(Collected data entries)
○ ○ ○

//! Redis Streams transport (durable, at-least-once delivery).
//!
//! Events live in a single stream; this service reads them through a consumer
//! group so each message is delivered to exactly one consumer and stays in the
//! pending entries list until XACK'd. Pending entries are re-read before new
//! ones, which gives redelivery after a crash or a store outage.

use std::collections::HashMap;

use tracing::debug;

use super::transport::{EventTransport, TransportError, TransportMessage};

/// Stream field holding the JSON-encoded envelope.
const PAYLOAD_FIELD: &str = "payload";

pub struct RedisStreamsTransport {
    client: redis::Client,
    stream_key: String,
    group: String,
    consumer_name: String,
    block_ms: u64,
}

impl RedisStreamsTransport {
    pub fn new(
        redis_url: &str,
        stream_key: String,
        group: String,
        consumer_name: String,
        block_ms: u64,
    ) -> Result<Self, TransportError> {
        let client = redis::Client::open(redis_url)
            .map_err(|e| TransportError::Connection(e.to_string()))?;

        let transport = Self {
            client,
            stream_key,
            group,
            consumer_name,
            block_ms,
        };
        transport.ensure_group()?;
        Ok(transport)
    }

    /// Create the consumer group, and the stream itself if missing.
    /// BUSYGROUP errors mean the group already exists and are ignored.
    fn ensure_group(&self) -> Result<(), TransportError> {
        let mut conn = self.connect()?;
        let created: Result<String, _> = redis::cmd("XGROUP")
            .arg("CREATE")
            .arg(&self.stream_key)
            .arg(&self.group)
            .arg("0")
            .arg("MKSTREAM")
            .query(&mut conn);
        if created.is_ok() {
            debug!(
                stream_key = %self.stream_key,
                group = %self.group,
                "consumer group created"
            );
        }
        Ok(())
    }

    /// Append a payload to the stream. Used by tooling and tests; the service
    /// itself only consumes.
    pub fn publish(&self, payload: &[u8]) -> Result<String, TransportError> {
        let mut conn = self.connect()?;
        let id: String = redis::cmd("XADD")
            .arg(&self.stream_key)
            .arg("*")
            .arg(PAYLOAD_FIELD)
            .arg(payload)
            .query(&mut conn)
            .map_err(|e| TransportError::Protocol(format!("XADD failed: {e}")))?;
        Ok(id)
    }

    fn connect(&self) -> Result<redis::Connection, TransportError> {
        self.client
            .get_connection()
            .map_err(|e| TransportError::Connection(e.to_string()))
    }

    fn read(
        &self,
        conn: &mut redis::Connection,
        start_id: &str,
        max: usize,
        block_ms: Option<u64>,
    ) -> Result<Vec<TransportMessage>, TransportError> {
        let mut cmd = redis::cmd("XREADGROUP");
        cmd.arg("GROUP")
            .arg(&self.group)
            .arg(&self.consumer_name)
            .arg("COUNT")
            .arg(max);
        if let Some(ms) = block_ms {
            cmd.arg("BLOCK").arg(ms);
        }
        cmd.arg("STREAMS").arg(&self.stream_key).arg(start_id);

        // A nil reply means the block timed out with no new entries.
        let reply: Option<HashMap<String, Vec<redis::Value>>> = cmd
            .query(conn)
            .map_err(|e| TransportError::Connection(format!("XREADGROUP failed: {e}")))?;

        let entries = reply
            .and_then(|mut streams| streams.remove(&self.stream_key))
            .unwrap_or_default();

        let mut messages = Vec::new();
        for entry in entries {
            messages.push(parse_entry(entry)?);
        }
        Ok(messages)
    }
}

/// Entry format: [message_id, [field1, value1, ...]].
fn parse_entry(entry: redis::Value) -> Result<TransportMessage, TransportError> {
    let redis::Value::Bulk(parts) = entry else {
        return Err(TransportError::Protocol("unexpected entry shape".into()));
    };
    let mut parts = parts.into_iter();

    let delivery_id = match parts.next() {
        Some(redis::Value::Data(bytes)) => String::from_utf8_lossy(&bytes).into_owned(),
        _ => return Err(TransportError::Protocol("missing entry id".into())),
    };

    let Some(redis::Value::Bulk(fields)) = parts.next() else {
        return Err(TransportError::Protocol("missing entry fields".into()));
    };

    let mut payload = None;
    for pair in fields.chunks(2) {
        if let [redis::Value::Data(key), redis::Value::Data(value)] = pair {
            if key.as_slice() == PAYLOAD_FIELD.as_bytes() {
                payload = Some(value.clone());
            }
        }
    }

    let payload = payload.ok_or_else(|| {
        TransportError::Protocol(format!("entry {delivery_id} has no payload field"))
    })?;

    Ok(TransportMessage {
        delivery_id,
        payload,
    })
}

impl EventTransport for RedisStreamsTransport {
    fn pull(&mut self, max: usize) -> Result<Vec<TransportMessage>, TransportError> {
        let mut conn = self.connect()?;

        // Re-read this consumer's pending entries before asking for new ones.
        let pending = self.read(&mut conn, "0", max, None)?;
        if !pending.is_empty() {
            return Ok(pending);
        }

        self.read(&mut conn, ">", max, Some(self.block_ms))
    }

    fn ack(&mut self, delivery_ids: &[String]) -> Result<(), TransportError> {
        if delivery_ids.is_empty() {
            return Ok(());
        }
        let mut conn = self.connect()?;
        let _: u64 = redis::cmd("XACK")
            .arg(&self.stream_key)
            .arg(&self.group)
            .arg(delivery_ids)
            .query(&mut conn)
            .map_err(|e| TransportError::Connection(format!("XACK failed: {e}")))?;
        Ok(())
    }
}
//! Transport abstraction for the event consumer.
//!
//! A transport delivers raw payloads with at-least-once semantics: a pulled
//! message stays pending until acknowledged, and unacknowledged messages are
//! redelivered on the next pull. The consumer decides when to ack.

use std::collections::VecDeque;
use std::sync::{Arc, Mutex};

/// A raw message pulled from the transport.
#[derive(Debug, Clone)]
pub struct TransportMessage {
    /// Transport-assigned delivery id, passed back to `ack`.
    pub delivery_id: String,
    pub payload: Vec<u8>,
}

#[derive(Debug, thiserror::Error)]
pub enum TransportError {
    #[error("transport connection error: {0}")]
    Connection(String),

    #[error("transport protocol error: {0}")]
    Protocol(String),
}

/// Source of inbound event payloads.
///
/// `pull` returns pending (previously delivered, unacknowledged) messages
/// before new ones, so a consumer that crashed mid-batch resumes where it
/// left off.
pub trait EventTransport: Send {
    fn pull(&mut self, max: usize) -> Result<Vec<TransportMessage>, TransportError>;

    fn ack(&mut self, delivery_ids: &[String]) -> Result<(), TransportError>;
}

#[derive(Default)]
struct InMemoryState {
    queue: VecDeque<(String, Vec<u8>)>,
    pending: Vec<(String, Vec<u8>)>,
    next_id: u64,
}

/// In-process transport backed by a shared queue.
///
/// Clones share the same queue, so tests can hold one handle for pushing
/// while the consumer thread pulls from another.
#[derive(Clone, Default)]
pub struct InMemoryTransport {
    state: Arc<Mutex<InMemoryState>>,
}

impl InMemoryTransport {
    pub fn new() -> Self {
        Self::default()
    }

    pub fn push(&self, payload: Vec<u8>) {
        let mut state = self.state.lock().unwrap();
        state.next_id += 1;
        let id = state.next_id.to_string();
        state.queue.push_back((id, payload));
    }

    /// Number of delivered-but-unacknowledged messages.
    pub fn pending_len(&self) -> usize {
        self.state.lock().unwrap().pending.len()
    }
}

impl EventTransport for InMemoryTransport {
    fn pull(&mut self, max: usize) -> Result<Vec<TransportMessage>, TransportError> {
        let mut state = self
            .state
            .lock()
            .map_err(|e| TransportError::Connection(e.to_string()))?;

        let mut out = Vec::new();
        for (id, payload) in state.pending.iter().take(max) {
            out.push(TransportMessage {
                delivery_id: id.clone(),
                payload: payload.clone(),
            });
        }
        while out.len() < max {
            let Some((id, payload)) = state.queue.pop_front() else {
                break;
            };
            out.push(TransportMessage {
                delivery_id: id.clone(),
                payload: payload.clone(),
            });
            state.pending.push((id, payload));
        }
        Ok(out)
    }

    fn ack(&mut self, delivery_ids: &[String]) -> Result<(), TransportError> {
        let mut state = self
            .state
            .lock()
            .map_err(|e| TransportError::Connection(e.to_string()))?;
        state
            .pending
            .retain(|(id, _)| !delivery_ids.contains(id));
        Ok(())
    }
}

#[cfg(test)]
mod tests {
    use super::*;

    #[test]
    fn unacked_messages_are_redelivered() {
        let transport = InMemoryTransport::new();
        transport.push(b"a".to_vec());
        transport.push(b"b".to_vec());

        let mut puller = transport.clone();
        let first = puller.pull(10).unwrap();
        assert_eq!(first.len(), 2);

        // Nothing acked, so the same messages come back.
        let again = puller.pull(10).unwrap();
        assert_eq!(again.len(), 2);
        assert_eq!(again[0].delivery_id, first[0].delivery_id);

        puller.ack(&[first[0].delivery_id.clone()]).unwrap();
        let remaining = puller.pull(10).unwrap();
        assert_eq!(remaining.len(), 1);
        assert_eq!(remaining[0].payload, b"b".to_vec());
    }

    #[test]
    fn pull_respects_max() {
        let transport = InMemoryTransport::new();
        for i in 0..5 {
            transport.push(vec![i]);
        }
        let mut puller = transport.clone();
        assert_eq!(puller.pull(2).unwrap().len(), 2);
        // Pending-first: the two unacked plus one new.
        assert_eq!(puller.pull(3).unwrap().len(), 3);
    }
}
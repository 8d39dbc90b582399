//! Durable keyed stores for the quantity ledger and movement records.

mod in_memory;
mod postgres;
mod r#trait;

pub use in_memory::{InMemoryLedgerStore, InMemoryMovementStore};
pub use postgres::{PostgresLedgerStore, PostgresMovementStore, ensure_schema};
pub use r#trait::{LedgerStore, MovementStore, StoreError};
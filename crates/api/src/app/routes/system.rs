use axum::Json;

pub async fn root() -> Json<serde_json::Value> {
    Json(serde_json::json!({
        "message": "warehouse movement reconciliation service"
    }))
}

pub async fn health() -> Json<serde_json::Value> {
    Json(serde_json::json!({ "status": "ok" }))
}
//! Movement reconciliation domain.
//!
//! This crate contains the business rules for warehouse stock levels and for
//! merging the two halves of a movement, implemented purely as deterministic
//! domain logic (no IO, no HTTP, no storage).

pub mod movement;
pub mod stock;

pub use movement::{Movement, MovementPatch, MovementState};
pub use stock::WarehouseStock;
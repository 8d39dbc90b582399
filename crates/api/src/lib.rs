//! HTTP API: server bootstrap, routing, and request/response mapping.

pub mod app;
pub mod config;
pub mod telemetry;
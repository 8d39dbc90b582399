//! Service wiring shared by the HTTP server and the consumer thread.

use std::sync::Arc;

use sqlx::PgPool;

use wareflow_infra::store::{
    InMemoryLedgerStore, InMemoryMovementStore, LedgerStore, MovementStore, PostgresLedgerStore,
    PostgresMovementStore,
};
use wareflow_infra::{ReadCache, ReadService, ReconciliationEngine};

/// The engine with its store backends type-erased, so the in-memory and
/// Postgres wirings produce the same type.
pub type SharedEngine = ReconciliationEngine<Arc<dyn LedgerStore>, Arc<dyn MovementStore>>;

pub struct AppServices {
    pub read: ReadService,
}

/// Wire the engine and read service over a pair of stores.
fn wire(
    ledger: Arc<dyn LedgerStore>,
    movements: Arc<dyn MovementStore>,
    cache_capacity: usize,
) -> (Arc<AppServices>, Arc<SharedEngine>) {
    let cache = Arc::new(ReadCache::new(cache_capacity));
    let engine = Arc::new(ReconciliationEngine::new(
        ledger.clone(),
        movements.clone(),
        cache.clone(),
    ));
    let services = Arc::new(AppServices {
        read: ReadService::new(ledger, movements, cache),
    });
    (services, engine)
}

pub fn build_in_memory(cache_capacity: usize) -> (Arc<AppServices>, Arc<SharedEngine>) {
    wire(
        Arc::new(InMemoryLedgerStore::new()),
        Arc::new(InMemoryMovementStore::new()),
        cache_capacity,
    )
}

pub fn build_postgres(pool: PgPool, cache_capacity: usize) -> (Arc<AppServices>, Arc<SharedEngine>) {
    wire(
        Arc::new(PostgresLedgerStore::new(pool.clone())),
        Arc::new(PostgresMovementStore::new(pool)),
        cache_capacity,
    )
}
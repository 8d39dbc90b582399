//! The reconciliation engine: applies one inbound event to the ledger and
//! movement stores.
//!
//! The engine holds no state of its own between calls — every `apply` is a
//! function of (stored state, incoming event). Either side of a movement may
//! arrive first, separated by an arbitrary delay; reconciliation merges the
//! event into whatever partial record exists rather than running a rigid
//! two-phase protocol.

use std::sync::Arc;

use tracing::{debug, warn};

use wareflow_core::DomainError;
use wareflow_events::{EventKind, InboundEvent};
use wareflow_movements::{Movement, MovementPatch, WarehouseStock};

use crate::cache::ReadCache;
use crate::store::{LedgerStore, MovementStore, StoreError};

/// Result of applying one event.
///
/// Rejections are terminal for the event and mutate nothing; they are
/// business conditions, not faults, and must not halt consumption. Store
/// failures surface as `Err(StoreError)` instead.
#[derive(Debug, Clone, PartialEq, Eq)]
pub enum ApplyOutcome {
    Applied,
    /// The event's side of the movement was already recorded with identical
    /// values; nothing was mutated.
    Duplicate,
    Rejected(DomainError),
}

pub struct ReconciliationEngine<L, M> {
    ledger: L,
    movements: M,
    cache: Arc<ReadCache>,
}

impl<L, M> ReconciliationEngine<L, M>
where
    L: LedgerStore,
    M: MovementStore,
{
    pub fn new(ledger: L, movements: M, cache: Arc<ReadCache>) -> Self {
        Self {
            ledger,
            movements,
            cache,
        }
    }

    /// Apply one inbound event to both stores.
    ///
    /// - an event whose side is already recorded with identical values is a
    ///   no-op (at-least-once transports redeliver);
    /// - departures are rejected when they would drive the ledger negative;
    /// - arrivals are never rejected;
    /// - the movement record merge recomputes the derived deltas whenever
    ///   both sides are present;
    /// - cache entries for the touched ledger key and movement_id are
    ///   invalidated after the corresponding store write commits.
    pub async fn apply(&self, event: &InboundEvent) -> Result<ApplyOutcome, StoreError> {
        if let Err(e) = event.validate() {
            warn!(
                movement_id = %event.movement_id,
                error = %e,
                "dropping invalid event"
            );
            return Ok(ApplyOutcome::Rejected(e));
        }

        if let Some(existing) = self.movements.get(&event.movement_id).await? {
            if side_matches(&existing, event) {
                debug!(
                    movement_id = %event.movement_id,
                    kind = %event.kind,
                    "identical side re-delivered, ignoring"
                );
                return Ok(ApplyOutcome::Duplicate);
            }
        }

        let mut stock = self
            .ledger
            .get(&event.warehouse_id, &event.product_id)
            .await?
            .unwrap_or_else(|| {
                WarehouseStock::empty(event.warehouse_id.clone(), event.product_id.clone())
            });

        match event.kind {
            EventKind::Departure => {
                if let Err(e) = stock.withdraw(event.quantity) {
                    warn!(
                        movement_id = %event.movement_id,
                        warehouse_id = %event.warehouse_id,
                        product_id = %event.product_id,
                        error = %e,
                        "departure rejected"
                    );
                    return Ok(ApplyOutcome::Rejected(e));
                }
            }
            EventKind::Arrival => stock.deposit(event.quantity),
        }

        let remaining = stock.quantity;
        self.ledger.upsert(stock).await?;
        self.cache
            .invalidate_stock(&event.warehouse_id, &event.product_id);

        let patch = match event.kind {
            EventKind::Departure => MovementPatch::Departure {
                warehouse_id: event.warehouse_id.clone(),
                time: event.timestamp,
                quantity: event.quantity,
            },
            EventKind::Arrival => MovementPatch::Arrival {
                warehouse_id: event.warehouse_id.clone(),
                time: event.timestamp,
                quantity: event.quantity,
            },
        };

        let movement = self
            .movements
            .merge(&event.movement_id, &event.product_id, patch)
            .await?;
        self.cache.invalidate_movement(&event.movement_id);

        debug!(
            movement_id = %event.movement_id,
            kind = %event.kind,
            quantity = event.quantity,
            remaining,
            state = ?movement.state(),
            "event applied"
        );

        Ok(ApplyOutcome::Applied)
    }
}

/// True when the event's side is already recorded with identical values.
///
/// A side re-delivered with *different* values is not a duplicate: upstream
/// corrections overwrite the prior side and the ledger arithmetic runs again.
fn side_matches(movement: &Movement, event: &InboundEvent) -> bool {
    match event.kind {
        EventKind::Departure => {
            movement.source_warehouse.as_ref() == Some(&event.warehouse_id)
                && movement.departure_time == Some(event.timestamp)
                && movement.departure_quantity == Some(event.quantity)
        }
        EventKind::Arrival => {
            movement.destination_warehouse.as_ref() == Some(&event.warehouse_id)
                && movement.arrival_time == Some(event.timestamp)
                && movement.arrival_quantity == Some(event.quantity)
        }
    }
}

#[cfg(test)]
mod tests {
    use super::*;
    use chrono::{DateTime, Utc};
    use wareflow_core::{MovementId, ProductId, WarehouseId};
    use wareflow_movements::MovementState;

    use crate::store::{InMemoryLedgerStore, InMemoryMovementStore};

    type TestEngine = ReconciliationEngine<Arc<InMemoryLedgerStore>, Arc<InMemoryMovementStore>>;

    fn setup() -> (TestEngine, Arc<InMemoryLedgerStore>, Arc<InMemoryMovementStore>) {
        let ledger = Arc::new(InMemoryLedgerStore::new());
        let movements = Arc::new(InMemoryMovementStore::new());
        let cache = Arc::new(ReadCache::new(64));
        let engine = ReconciliationEngine::new(ledger.clone(), movements.clone(), cache);
        (engine, ledger, movements)
    }

    fn event(
        movement: &str,
        kind: EventKind,
        warehouse: &str,
        quantity: i64,
        time: &str,
    ) -> InboundEvent {
        InboundEvent {
            movement_id: MovementId::new(movement).unwrap(),
            warehouse_id: WarehouseId::new(warehouse).unwrap(),
            product_id: ProductId::new("PROD-1").unwrap(),
            timestamp: time.parse::<DateTime<Utc>>().unwrap(),
            kind,
            quantity,
        }
    }

    /// Seed stock via a plain arrival under a throwaway movement id.
    async fn seed(engine: &TestEngine, warehouse: &str, quantity: i64) {
        let outcome = engine
            .apply(&event(
                "SEED",
                EventKind::Arrival,
                warehouse,
                quantity,
                "2023-04-01T00:00:00Z",
            ))
            .await
            .unwrap();
        assert_eq!(outcome, ApplyOutcome::Applied);
    }

    async fn quantity(ledger: &InMemoryLedgerStore, warehouse: &str) -> i64 {
        ledger
            .get(
                &WarehouseId::new(warehouse).unwrap(),
                &ProductId::new("PROD-1").unwrap(),
            )
            .await
            .unwrap()
            .map(|s| s.quantity)
            .unwrap_or(0)
    }

    #[tokio::test]
    async fn arrival_into_empty_ledger_creates_stock() {
        let (engine, ledger, _) = setup();

        let outcome = engine
            .apply(&event(
                "MOV-1",
                EventKind::Arrival,
                "WH-1",
                100,
                "2023-04-01T10:00:00Z",
            ))
            .await
            .unwrap();

        assert_eq!(outcome, ApplyOutcome::Applied);
        assert_eq!(quantity(&ledger, "WH-1").await, 100);
    }

    #[tokio::test]
    async fn departure_then_arrival_reconciles() {
        let (engine, ledger, movements) = setup();
        seed(&engine, "WH-1", 100).await;

        engine
            .apply(&event(
                "MOV-1",
                EventKind::Departure,
                "WH-1",
                50,
                "2023-04-01T10:00:00Z",
            ))
            .await
            .unwrap();
        engine
            .apply(&event(
                "MOV-1",
                EventKind::Arrival,
                "WH-2",
                50,
                "2023-04-01T12:00:00Z",
            ))
            .await
            .unwrap();

        assert_eq!(quantity(&ledger, "WH-1").await, 50);
        assert_eq!(quantity(&ledger, "WH-2").await, 50);

        let m = movements
            .get(&MovementId::new("MOV-1").unwrap())
            .await
            .unwrap()
            .unwrap();
        assert_eq!(m.state(), MovementState::Reconciled);
        assert_eq!(m.source_warehouse, Some(WarehouseId::new("WH-1").unwrap()));
        assert_eq!(
            m.destination_warehouse,
            Some(WarehouseId::new("WH-2").unwrap())
        );
        assert_eq!(m.time_difference_seconds, Some(7200.0));
        assert_eq!(m.quantity_difference, Some(0));
    }

    #[tokio::test]
    async fn order_independence_converges_to_same_record() {
        let (forward, f_ledger, f_movements) = setup();
        let (reverse, r_ledger, r_movements) = setup();

        let departure = event(
            "MOV-1",
            EventKind::Departure,
            "WH-1",
            50,
            "2023-04-01T10:00:00Z",
        );
        let arrival = event(
            "MOV-1",
            EventKind::Arrival,
            "WH-2",
            50,
            "2023-04-01T12:00:00Z",
        );

        seed(&forward, "WH-1", 100).await;
        forward.apply(&departure).await.unwrap();
        forward.apply(&arrival).await.unwrap();

        seed(&reverse, "WH-1", 100).await;
        reverse.apply(&arrival).await.unwrap();
        reverse.apply(&departure).await.unwrap();

        let mid = MovementId::new("MOV-1").unwrap();
        assert_eq!(
            f_movements.get(&mid).await.unwrap(),
            r_movements.get(&mid).await.unwrap()
        );
        assert_eq!(
            quantity(&f_ledger, "WH-1").await,
            quantity(&r_ledger, "WH-1").await
        );
        assert_eq!(
            quantity(&f_ledger, "WH-2").await,
            quantity(&r_ledger, "WH-2").await
        );
    }

    #[tokio::test]
    async fn insufficient_stock_mutates_nothing() {
        let (engine, ledger, movements) = setup();
        seed(&engine, "WH-1", 30).await;

        let outcome = engine
            .apply(&event(
                "MOV-1",
                EventKind::Departure,
                "WH-1",
                50,
                "2023-04-01T10:00:00Z",
            ))
            .await
            .unwrap();

        assert_eq!(
            outcome,
            ApplyOutcome::Rejected(DomainError::InsufficientStock {
                required: 50,
                available: 30
            })
        );
        assert_eq!(quantity(&ledger, "WH-1").await, 30);
        // No departure side was recorded for the rejected event.
        assert!(movements
            .get(&MovementId::new("MOV-1").unwrap())
            .await
            .unwrap()
            .is_none());
    }

    #[tokio::test]
    async fn identical_redelivery_changes_nothing() {
        let (engine, ledger, movements) = setup();
        seed(&engine, "WH-1", 100).await;

        let departure = event(
            "MOV-1",
            EventKind::Departure,
            "WH-1",
            50,
            "2023-04-01T10:00:00Z",
        );
        engine.apply(&departure).await.unwrap();

        let mid = MovementId::new("MOV-1").unwrap();
        let first = movements.get(&mid).await.unwrap().unwrap();

        let outcome = engine.apply(&departure).await.unwrap();
        assert_eq!(outcome, ApplyOutcome::Duplicate);
        assert_eq!(movements.get(&mid).await.unwrap().unwrap(), first);
        assert_eq!(quantity(&ledger, "WH-1").await, 50);
    }

    #[tokio::test]
    async fn corrected_redelivery_overwrites_the_side() {
        let (engine, ledger, movements) = setup();

        engine
            .apply(&event(
                "MOV-1",
                EventKind::Arrival,
                "WH-2",
                50,
                "2023-04-01T12:00:00Z",
            ))
            .await
            .unwrap();
        // Correction with a different quantity is not a duplicate.
        let outcome = engine
            .apply(&event(
                "MOV-1",
                EventKind::Arrival,
                "WH-2",
                45,
                "2023-04-01T12:00:00Z",
            ))
            .await
            .unwrap();
        assert_eq!(outcome, ApplyOutcome::Applied);

        let m = movements
            .get(&MovementId::new("MOV-1").unwrap())
            .await
            .unwrap()
            .unwrap();
        assert_eq!(m.arrival_quantity, Some(45));
        // Ledger arithmetic ran again for the correction.
        assert_eq!(quantity(&ledger, "WH-2").await, 95);
    }

    #[tokio::test]
    async fn non_positive_quantity_is_rejected_without_mutation() {
        let (engine, ledger, movements) = setup();

        let mut bad = event(
            "MOV-1",
            EventKind::Arrival,
            "WH-1",
            10,
            "2023-04-01T10:00:00Z",
        );
        bad.quantity = 0;

        let outcome = engine.apply(&bad).await.unwrap();
        assert!(matches!(
            outcome,
            ApplyOutcome::Rejected(DomainError::Validation(_))
        ));
        assert_eq!(quantity(&ledger, "WH-1").await, 0);
        assert!(movements
            .get(&MovementId::new("MOV-1").unwrap())
            .await
            .unwrap()
            .is_none());
    }
}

○ ○ ○

Work task: Show all lines from the data that contain "values".

Response:
    /// values; nothing was mutated.
    /// - an event whose side is already recorded with identical values is a
/// True when the event's side is already recorded with identical values.
/// A side re-delivered with *different* values is not a duplicate: upstream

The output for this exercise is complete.